Saved data entries:
---

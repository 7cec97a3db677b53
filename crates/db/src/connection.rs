use std::time::Duration;

use claimflow_core::config::DatabaseConfig;
use sqlx::sqlite::SqlitePoolOptions;

pub type DbPool = sqlx::SqlitePool;

pub async fn connect(database_url: &str) -> Result<DbPool, sqlx::Error> {
    connect_with_settings(database_url, 5, 30).await
}

pub async fn connect_with_config(database: &DatabaseConfig) -> Result<DbPool, sqlx::Error> {
    connect_with_settings(&database.url, database.max_connections, database.timeout_secs).await
}

/// In-memory databases are per connection, so `sqlite::memory:` callers
/// should pass `max_connections = 1`.
pub async fn connect_with_settings(
    database_url: &str,
    max_connections: u32,
    timeout_secs: u64,
) -> Result<DbPool, sqlx::Error> {
    SqlitePoolOptions::new()
        .max_connections(max_connections.max(1))
        .acquire_timeout(Duration::from_secs(timeout_secs.max(1)))
        .after_connect(|conn, _meta| {
            Box::pin(async move {
                sqlx::query("PRAGMA foreign_keys = ON").execute(&mut *conn).await?;
                sqlx::query("PRAGMA journal_mode = WAL").execute(&mut *conn).await?;
                sqlx::query("PRAGMA busy_timeout = 5000").execute(&mut *conn).await?;
                Ok(())
            })
        })
        .connect(database_url)
        .await
}
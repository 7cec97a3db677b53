use std::str::FromStr;

use chrono::{DateTime, Utc};
use rust_decimal::Decimal;
use sqlx::{sqlite::SqliteRow, Row};

use claimflow_core::domain::identity::OrganizationId;
use claimflow_core::domain::rule::{AmountThreshold, ApprovalRule, RuleId, RuleKind, RuleType};

use super::{ApprovalRuleRepository, RepositoryError};
use crate::DbPool;

const RULE_COLUMNS: &str = "id, organization_id, name, rule_type, definition_json, threshold_min,
     threshold_max, is_active, created_at, updated_at";

pub struct SqlApprovalRuleRepository {
    pool: DbPool,
}

impl SqlApprovalRuleRepository {
    pub fn new(pool: DbPool) -> Self {
        Self { pool }
    }
}

#[async_trait::async_trait]
impl ApprovalRuleRepository for SqlApprovalRuleRepository {
    async fn list_active(
        &self,
        organization_id: &OrganizationId,
        converted_amount: Decimal,
    ) -> Result<Vec<ApprovalRule>, RepositoryError> {
        let rows = sqlx::query(&format!(
            "SELECT {RULE_COLUMNS} FROM approval_rule
             WHERE organization_id = ? AND is_active = 1
             ORDER BY created_at ASC, rowid ASC"
        ))
        .bind(&organization_id.0)
        .fetch_all(&self.pool)
        .await?;

        // Thresholds are stored as decimal text, so range checks happen here.
        let rules = rows.iter().map(rule_from_row).collect::<Result<Vec<_>, _>>()?;
        Ok(rules.into_iter().filter(|rule| rule.applies_to(converted_amount)).collect())
    }

    async fn list(
        &self,
        organization_id: &OrganizationId,
    ) -> Result<Vec<ApprovalRule>, RepositoryError> {
        let rows = sqlx::query(&format!(
            "SELECT {RULE_COLUMNS} FROM approval_rule
             WHERE organization_id = ?
             ORDER BY created_at ASC, rowid ASC"
        ))
        .bind(&organization_id.0)
        .fetch_all(&self.pool)
        .await?;

        rows.iter().map(rule_from_row).collect()
    }

    async fn find_by_id(&self, id: &RuleId) -> Result<Option<ApprovalRule>, RepositoryError> {
        let row = sqlx::query(&format!("SELECT {RULE_COLUMNS} FROM approval_rule WHERE id = ?"))
            .bind(&id.0)
            .fetch_optional(&self.pool)
            .await?;

        row.as_ref().map(rule_from_row).transpose()
    }

    async fn save(&self, rule: ApprovalRule) -> Result<(), RepositoryError> {
        let definition_json = serde_json::to_string(&rule.kind)
            .map_err(|error| RepositoryError::Decode(error.to_string()))?;
        let threshold_min = rule.amount_threshold.as_ref().map(|threshold| threshold.min.to_string());
        let threshold_max = rule
            .amount_threshold
            .as_ref()
            .and_then(|threshold| threshold.max)
            .map(|max| max.to_string());

        sqlx::query(
            "INSERT INTO approval_rule (id, organization_id, name, rule_type, definition_json,
                                        threshold_min, threshold_max, is_active, created_at, updated_at)
             VALUES (?, ?, ?, ?, ?, ?, ?, ?, ?, ?)
             ON CONFLICT(id) DO UPDATE SET
                 name = excluded.name,
                 rule_type = excluded.rule_type,
                 definition_json = excluded.definition_json,
                 threshold_min = excluded.threshold_min,
                 threshold_max = excluded.threshold_max,
                 is_active = excluded.is_active,
                 updated_at = excluded.updated_at",
        )
        .bind(&rule.id.0)
        .bind(&rule.organization_id.0)
        .bind(&rule.name)
        .bind(rule.rule_type().as_str())
        .bind(definition_json)
        .bind(threshold_min)
        .bind(threshold_max)
        .bind(rule.is_active)
        .bind(rule.created_at.to_rfc3339())
        .bind(rule.updated_at.to_rfc3339())
        .execute(&self.pool)
        .await?;

        Ok(())
    }

    async fn delete(&self, id: &RuleId) -> Result<bool, RepositoryError> {
        let result =
            sqlx::query("DELETE FROM approval_rule WHERE id = ?").bind(&id.0).execute(&self.pool).await?;
        Ok(result.rows_affected() > 0)
    }
}

fn rule_from_row(row: &SqliteRow) -> Result<ApprovalRule, RepositoryError> {
    let id: String = row.try_get("id")?;
    let rule_type_raw: String = row.try_get("rule_type")?;
    let rule_type = RuleType::parse(&rule_type_raw).ok_or_else(|| {
        RepositoryError::Decode(format!("unknown rule type `{rule_type_raw}` for rule `{id}`"))
    })?;

    let definition_json: String = row.try_get("definition_json")?;
    let kind: RuleKind = serde_json::from_str(&definition_json).map_err(|error| {
        RepositoryError::Decode(format!("invalid definition for rule `{id}`: {error}"))
    })?;
    if kind.rule_type() != rule_type {
        return Err(RepositoryError::Decode(format!(
            "rule `{id}` is stored as {} but its definition is {}",
            rule_type.as_str(),
            kind.rule_type().as_str()
        )));
    }

    let threshold_min = parse_optional_decimal("threshold_min", row.try_get("threshold_min")?)?;
    let threshold_max = parse_optional_decimal("threshold_max", row.try_get("threshold_max")?)?;
    let amount_threshold = match (threshold_min, threshold_max) {
        (None, None) => None,
        (min, max) => Some(AmountThreshold { min: min.unwrap_or(Decimal::ZERO), max }),
    };

    Ok(ApprovalRule {
        id: RuleId(id),
        organization_id: OrganizationId(row.try_get("organization_id")?),
        name: row.try_get("name")?,
        kind,
        amount_threshold,
        is_active: row.try_get("is_active")?,
        created_at: parse_timestamp("created_at", row.try_get("created_at")?)?,
        updated_at: parse_timestamp("updated_at", row.try_get("updated_at")?)?,
    })
}

pub(crate) fn parse_decimal(column: &str, value: String) -> Result<Decimal, RepositoryError> {
    Decimal::from_str(&value).map_err(|error| {
        RepositoryError::Decode(format!("invalid decimal in `{column}`: `{value}` ({error})"))
    })
}

fn parse_optional_decimal(
    column: &str,
    value: Option<String>,
) -> Result<Option<Decimal>, RepositoryError> {
    value.map(|decimal| parse_decimal(column, decimal)).transpose()
}

pub(crate) fn parse_timestamp(column: &str, value: String) -> Result<DateTime<Utc>, RepositoryError> {
    DateTime::parse_from_rfc3339(&value).map(|timestamp| timestamp.with_timezone(&Utc)).map_err(
        |error| {
            RepositoryError::Decode(format!("invalid timestamp in `{column}`: `{value}` ({error})"))
        },
    )
}
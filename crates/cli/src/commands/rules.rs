use std::fs;
use std::path::Path;

use anyhow::{Context, Result};
use claimflow_core::audit::AuditEvent;
use claimflow_core::domain::identity::OrganizationId;
use claimflow_core::domain::rule::{ApprovalRule, ApprovalRuleDraft, RuleId};
use rust_decimal::Decimal;
use serde::Serialize;

use crate::commands::{
    new_correlation_id, open_database, prepare, CommandError, CommandResult, Services,
};

#[derive(Serialize)]
struct CreatedRule {
    rule: ApprovalRule,
    audit_events: Vec<AuditEvent>,
}

#[derive(Serialize)]
struct DeletedRule {
    rule_id: RuleId,
    audit_events: Vec<AuditEvent>,
}

/// With `amount`, only the rules that would be evaluated for a claim of that
/// converted amount.
pub fn list(organization_id: &str, amount: Option<Decimal>) -> CommandResult {
    let (config, runtime) = match prepare("rules.list") {
        Ok(prepared) => prepared,
        Err(failure) => return failure,
    };
    let correlation_id = new_correlation_id();
    let organization_id = OrganizationId(organization_id.to_string());

    let result = runtime.block_on(async {
        let pool = open_database(&config).await?;
        let administration = Services::new(&pool, &config).administration;
        let rules = match amount {
            Some(amount) => administration.list_applicable(&organization_id, amount).await,
            None => administration.list(&organization_id).await,
        };
        pool.close().await;

        let rules = rules.map_err(|error| CommandError::application(error, &correlation_id))?;
        Ok::<_, CommandError>(rules)
    });

    match result {
        Ok(rules) => {
            let message = match amount {
                Some(amount) => format!(
                    "{} rules in organization {organization_id} apply to {amount}",
                    rules.len()
                ),
                None => format!("{} rules in organization {organization_id}", rules.len()),
            };
            CommandResult::success_with("rules.list", message, &rules)
        }
        Err(error) => error.into_result("rules.list"),
    }
}

pub fn create(organization_id: &str, actor: &str, draft_path: &Path) -> CommandResult {
    let draft = match read_draft(draft_path) {
        Ok(draft) => draft,
        Err(error) => {
            return CommandResult::failure("rules.create", "invalid_argument", format!("{error:#}"), 7)
        }
    };
    let (config, runtime) = match prepare("rules.create") {
        Ok(prepared) => prepared,
        Err(failure) => return failure,
    };
    let correlation_id = new_correlation_id();
    let organization_id = OrganizationId(organization_id.to_string());

    let result = runtime.block_on(async {
        let pool = open_database(&config).await?;
        let services = Services::new(&pool, &config);
        let created =
            services.administration.create(organization_id, draft, actor, &correlation_id).await;
        let audit_events = services.audit_events();
        pool.close().await;

        let rule = created.map_err(|error| CommandError::application(error, &correlation_id))?;
        Ok::<_, CommandError>(CreatedRule { rule, audit_events })
    });

    match result {
        Ok(created) => {
            let message =
                format!("created {} rule {}", created.rule.rule_type().as_str(), created.rule.id);
            CommandResult::success_with("rules.create", message, &created)
        }
        Err(error) => error.into_result("rules.create"),
    }
}

pub fn delete(rule_id: &str, actor: &str) -> CommandResult {
    let (config, runtime) = match prepare("rules.delete") {
        Ok(prepared) => prepared,
        Err(failure) => return failure,
    };
    let correlation_id = new_correlation_id();
    let rule_id = RuleId(rule_id.to_string());

    let result = runtime.block_on(async {
        let pool = open_database(&config).await?;
        let services = Services::new(&pool, &config);
        let deleted = services.administration.delete(&rule_id, actor, &correlation_id).await;
        let audit_events = services.audit_events();
        pool.close().await;

        deleted.map_err(|error| CommandError::application(error, &correlation_id))?;
        Ok::<_, CommandError>(DeletedRule { rule_id: rule_id.clone(), audit_events })
    });

    match result {
        Ok(deleted) => CommandResult::success_with(
            "rules.delete",
            format!("deleted rule {}", deleted.rule_id),
            &deleted,
        ),
        Err(error) => error.into_result("rules.delete"),
    }
}

/// Drafts are read from JSON files in the flat administrator shape.
fn read_draft(path: &Path) -> Result<ApprovalRuleDraft> {
    let raw = fs::read_to_string(path)
        .with_context(|| format!("failed to read rule draft {}", path.display()))?;
    serde_json::from_str(&raw)
        .with_context(|| format!("rule draft {} is not valid JSON for a rule", path.display()))
}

---

**EXERCISE DIRECTIONS:**
Your task is to find every line above containing the word "DeletedRule" and copy it.

**SOLVED PROBLEM:**
struct DeletedRule {
        Ok::<_, CommandError>(DeletedRule { rule_id: rule_id.clone(), audit_events })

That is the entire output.